Soliris was generally well tolerated in the study. The most common AEs
were headache (37%), diarrhea (32%) and peripheral edema (22%). There
were two cases of meningococcal infections; both patients recovered,
with one patient continuing on Soliris therapy and one discontinuing
therapy with subsequent deterioration of renal function that
necessitated dialysis support. There were no deaths in the study.2
Soliris in aHUS Patients with a Long Duration of Disease and Chronic
Kidney Damage (Previously Receiving Prolonged PE/PI): Three-year Update
(Abstract SA-PO850)
In a poster presentation today, researchers presented findings from a
three-year update of a prospective, open-label, single-arm Phase 2
trial of Soliris in 20 adult and adolescent patients with a long
duration of aHUS and chronic kidney disease (CKD) who were undergoing
prolonged PE/PI before starting treatment with Soliris.
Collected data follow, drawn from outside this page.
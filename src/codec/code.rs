//! Six-digit pairing codes.

use std::fmt;
use std::str::FromStr;

use sha2::{Digest, Sha256};

use crate::core::{CodeError, PAIRING_CODE_LEN};
use crate::session::Session;

/// A six-digit numeric alias of a session.
///
/// The code is derived from the room identifier and join key, so a device
/// that can see candidate sessions (e.g. nearby advertisements) can pick the
/// one the user typed in.
#[derive(Debug, Clone, Copy, PartialEq, Eq, Hash)]
pub struct PairingCode([u8; PAIRING_CODE_LEN]);

impl PairingCode {
    /// Parse user input. Exactly six ASCII digits, nothing else.
    pub fn parse(input: &str) -> Result<Self, CodeError> {
        let len = input.chars().count();
        if len != PAIRING_CODE_LEN {
            return Err(CodeError::WrongLength {
                expected: PAIRING_CODE_LEN,
                actual: len,
            });
        }

        let mut digits = [0u8; PAIRING_CODE_LEN];
        for (slot, c) in digits.iter_mut().zip(input.chars()) {
            if !c.is_ascii_digit() {
                return Err(CodeError::NonDigit(c));
            }
            *slot = c as u8;
        }
        Ok(Self(digits))
    }

    /// Code of `session`.
    pub fn from_session(session: &Session) -> Self {
        let mut hasher = Sha256::new();
        hasher.update(session.room_id.as_bytes());
        hasher.update(b":");
        hasher.update(session.join_key.as_bytes());
        let digest = hasher.finalize();

        let mut head = [0u8; 8];
        head.copy_from_slice(&digest[..8]);
        let mut value = u64::from_be_bytes(head) % 10u64.pow(PAIRING_CODE_LEN as u32);

        let mut digits = [b'0'; PAIRING_CODE_LEN];
        for slot in digits.iter_mut().rev() {
            *slot = b'0' + (value % 10) as u8;
            value /= 10;
        }
        Self(digits)
    }

    /// Whether this code designates `session`.
    pub fn matches(&self, session: &Session) -> bool {
        *self == Self::from_session(session)
    }

    /// The digits as a string slice.
    pub fn as_str(&self) -> &str {
        // Only ASCII digits are ever stored.
        std::str::from_utf8(&self.0).unwrap_or("")
    }
}

impl FromStr for PairingCode {
    type Err = CodeError;

    fn from_str(s: &str) -> Result<Self, Self::Err> {
        Self::parse(s)
    }
}

impl fmt::Display for PairingCode {
    fn fmt(&self, f: &mut fmt::Formatter<'_>) -> fmt::Result {
        f.write_str(self.as_str())
    }
}

#[cfg(test)]
mod tests {
    use super::*;
    use crate::session::SessionConfig;

    #[test]
    fn test_parse_valid() {
        let code = PairingCode::parse("012345").unwrap();
        assert_eq!(code.as_str(), "012345");
        assert_eq!(code.to_string(), "012345");
    }

    #[test]
    fn test_parse_rejects_non_digit() {
        assert_eq!(PairingCode::parse("12a456"), Err(CodeError::NonDigit('a')));
        assert_eq!(PairingCode::parse("12 456"), Err(CodeError::NonDigit(' ')));
        // Non-ASCII digits are not accepted either.
        assert_eq!(PairingCode::parse("12٣456"), Err(CodeError::NonDigit('٣')));
    }

    #[test]
    fn test_parse_rejects_length() {
        assert_eq!(
            PairingCode::parse("12345"),
            Err(CodeError::WrongLength { expected: 6, actual: 5 })
        );
        assert!(PairingCode::parse("1234567").is_err());
        assert!(PairingCode::parse("").is_err());
    }

    #[test]
    fn test_session_code_is_stable() {
        let session = Session::generate(&SessionConfig::default());
        let code = PairingCode::from_session(&session);

        assert_eq!(code, PairingCode::from_session(&session));
        assert!(code.as_str().bytes().all(|b| b.is_ascii_digit()));
        assert!(PairingCode::parse(code.as_str()).unwrap().matches(&session));
    }
}
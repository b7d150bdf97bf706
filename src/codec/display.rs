//! Human-readable renderings of session identifiers.

use crate::core::{JOIN_KEY_PREFIX, ROOM_ID_PREFIX};

const FALLBACK_LEN: usize = 12;

fn slice(chars: &[char], start: usize, end: usize) -> String {
    let end = end.min(chars.len());
    let start = start.min(end);
    chars[start..end].iter().collect()
}

fn truncate(s: &str) -> String {
    s.chars().take(FALLBACK_LEN).collect()
}

/// `room_1234567890_abc123def` → `7890-abc1-23`.
pub fn format_room_id(room_id: &str) -> String {
    let Some(rest) = room_id.strip_prefix(ROOM_ID_PREFIX) else {
        return truncate(room_id);
    };
    let mut parts = rest.split('_');
    let (Some(timestamp), Some(suffix)) = (parts.next(), parts.next()) else {
        return truncate(room_id);
    };

    let ts: Vec<char> = timestamp.chars().collect();
    let suffix: Vec<char> = suffix.chars().collect();
    format!(
        "{}-{}-{}",
        slice(&ts, ts.len().saturating_sub(4), ts.len()),
        slice(&suffix, 0, 4),
        slice(&suffix, 4, 6)
    )
}

/// `key_abc123def456` → `ABC1-23-DEF4`.
pub fn format_join_key(join_key: &str) -> String {
    let Some(key) = join_key.strip_prefix(JOIN_KEY_PREFIX) else {
        return truncate(join_key);
    };
    let key: Vec<char> = key.to_uppercase().chars().collect();
    format!(
        "{}-{}-{}",
        slice(&key, 0, 4),
        slice(&key, 4, 6),
        slice(&key, 6, 10)
    )
}

#[cfg(test)]
mod tests {
    use super::*;

    #[test]
    fn test_format_room_id() {
        assert_eq!(format_room_id("room_1234567890_abc123def"), "7890-abc1-23");
        assert_eq!(format_room_id("something-else-entirely"), "something-el");
        assert_eq!(format_room_id("room_12_ab"), "12-ab-");
        assert_eq!(format_room_id("room_1234567890_abc123_extra"), "7890-abc1-23");
        assert_eq!(format_room_id("room_1234567890_ab_cdef"), "7890-ab-");
    }

    #[test]
    fn test_format_join_key() {
        assert_eq!(format_join_key("key_abc123def456"), "ABC1-23-DEF4");
        assert_eq!(format_join_key("no-prefix-key-value"), "no-prefix-ke");
    }
}
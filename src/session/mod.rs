//! Session model.
//!
//! A [`Session`] is the pairing agreement between a listener and a parent
//! device. The [`SessionStore`] keeps the single active session of a device
//! together with the pairing preferences and lifecycle state.

mod session;
mod store;

pub use session::*;
pub use store::*;
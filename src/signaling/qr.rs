//! QR round-trip carrier.
//!
//! The local description is published as a base64 blob for the UI to render;
//! the UI feeds scanned blobs back through [`QrCarrier::deliver_scanned`].
//! [`QrCarrierSource`] opens a fresh carrier for every handshake and
//! publishes it to the UI.

use std::sync::Arc;

use async_trait::async_trait;
use tokio::sync::{Mutex, mpsc, watch};
use tokio_util::sync::CancellationToken;
use tracing::debug;

use super::{CarrierKind, CarrierSource, SignalingCarrier, SignalingError, SignalingEvent, SignalingResult};
use crate::codec::{SdpKind, SessionDescription, decode_offer_blob, encode_offer_blob};
use crate::session::{Role, Session};
use crate::transport::IceCandidate;

/// In-memory carrier backed by the device's display and camera.
pub struct QrCarrier {
    display: watch::Sender<Option<String>>,
    inbox_tx: mpsc::UnboundedSender<SignalingEvent>,
    inbox_rx: Mutex<mpsc::UnboundedReceiver<SignalingEvent>>,
    closed: CancellationToken,
}

impl Default for QrCarrier {
    fn default() -> Self {
        Self::new()
    }
}

impl QrCarrier {
    /// Create an idle carrier.
    pub fn new() -> Self {
        let (display, _) = watch::channel(None);
        let (inbox_tx, inbox_rx) = mpsc::unbounded_channel();
        Self {
            display,
            inbox_tx,
            inbox_rx: Mutex::new(inbox_rx),
            closed: CancellationToken::new(),
        }
    }

    /// Blob currently to be shown, if any.
    pub fn current_display(&self) -> Option<String> {
        self.display.borrow().clone()
    }

    /// Watch the blob to be shown.
    pub fn subscribe_display(&self) -> watch::Receiver<Option<String>> {
        self.display.subscribe()
    }

    /// Whether the handshake using this carrier is over.
    pub fn is_closed(&self) -> bool {
        self.closed.is_cancelled()
    }

    /// Feed a scanned blob. Returns which description it held.
    pub fn deliver_scanned(&self, blob: &str) -> SignalingResult<SdpKind> {
        if self.closed.is_cancelled() {
            return Err(SignalingError::Closed);
        }
        let description = decode_offer_blob(blob)?;
        let kind = description.kind;
        let mode = Some(description.stream_mode());
        self.inbox_tx
            .send(SignalingEvent::Description { description, mode })
            .map_err(|_| SignalingError::Closed)?;
        Ok(kind)
    }

    fn publish(&self, description: &SessionDescription) -> SignalingResult<()> {
        if self.closed.is_cancelled() {
            return Err(SignalingError::Closed);
        }
        self.display.send_replace(Some(encode_offer_blob(description)));
        Ok(())
    }
}

#[async_trait]
impl SignalingCarrier for QrCarrier {
    fn kind(&self) -> CarrierKind {
        CarrierKind::Qr
    }

    async fn send_offer(&self, offer: &SessionDescription) -> SignalingResult<()> {
        self.publish(offer)
    }

    async fn send_answer(&self, answer: &SessionDescription) -> SignalingResult<()> {
        self.publish(answer)
    }

    async fn send_ice_candidate(&self, _candidate: &IceCandidate) -> SignalingResult<()> {
        // Descriptions are complete; nothing to show.
        debug!("qr carrier ignores trickled candidate");
        Ok(())
    }

    async fn next_event(&self) -> SignalingResult<SignalingEvent> {
        let mut inbox = self.inbox_rx.lock().await;
        tokio::select! {
            biased;
            _ = self.closed.cancelled() => Err(SignalingError::Closed),
            event = inbox.recv() => event.ok_or(SignalingError::Closed),
        }
    }

    async fn close(&self) {
        self.closed.cancel();
        self.display.send_replace(None);
    }
}

/// [`CarrierSource`] opening one [`QrCarrier`] per handshake.
///
/// The UI watches [`subscribe`](Self::subscribe) to find the carrier whose
/// blob it shows and into which scans go.
pub struct QrCarrierSource {
    current: watch::Sender<Option<Arc<QrCarrier>>>,
}

impl Default for QrCarrierSource {
    fn default() -> Self {
        Self::new()
    }
}

impl QrCarrierSource {
    /// Source with no carrier open yet.
    pub fn new() -> Self {
        let (current, _) = watch::channel(None);
        Self { current }
    }

    /// Carrier of the latest handshake, if any.
    pub fn current(&self) -> Option<Arc<QrCarrier>> {
        self.current.borrow().clone()
    }

    /// Watch the carrier of the latest handshake.
    pub fn subscribe(&self) -> watch::Receiver<Option<Arc<QrCarrier>>> {
        self.current.subscribe()
    }
}

#[async_trait]
impl CarrierSource for QrCarrierSource {
    async fn open(
        &self,
        session: &Session,
        role: Role,
    ) -> SignalingResult<Arc<dyn SignalingCarrier>> {
        let carrier = Arc::new(QrCarrier::new());
        if let Some(stale) = self.current.send_replace(Some(carrier.clone())) {
            stale.close().await;
        }
        debug!(room = %session.room_id, ?role, "qr carrier opened");
        let carrier: Arc<dyn SignalingCarrier> = carrier;
        Ok(carrier)
    }
}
Patients had
been diagnosed with aHUS a median of 48 months prior to starting the
study. Twenty patients were enrolled in the initial study and received
Soliris for 26 weeks. Nineteen of the 20 patients continued into a
long-term extension phase; 16 patients were treated for 30 months or
more and 10 patients remained enrolled in the trial at 3 years.
Patients were evaluated for a median duration of 156 weeks. The
co-primary endpoints were TMA event-free status and hematologic
normalization.3
According to investigators, in aHUS patients with long disease duration
and CKD, long-term treatment with Soliris led to improvements in
hematologic and renal function over 3 years. Treatment with Soliris
resulted in achievement of TMA event-free status (at least 12
consecutive weeks of stable platelet count, no PE/PI, and no new
dialysis) and hematologic normalization in most patients by 3 years.
By the 3-year update, 19 of 20 patients (95%) had achieved TMA
event-free status and 18 of 20 (90%) had achieved hematologic
normalization. Significant improvements in eGFR were observed by week
4 (P<0.01). Additionally, Soliris treatment maintained long-term improvement
in patients' quality of life, as measured by the EuroQoL5D (EQ-5D)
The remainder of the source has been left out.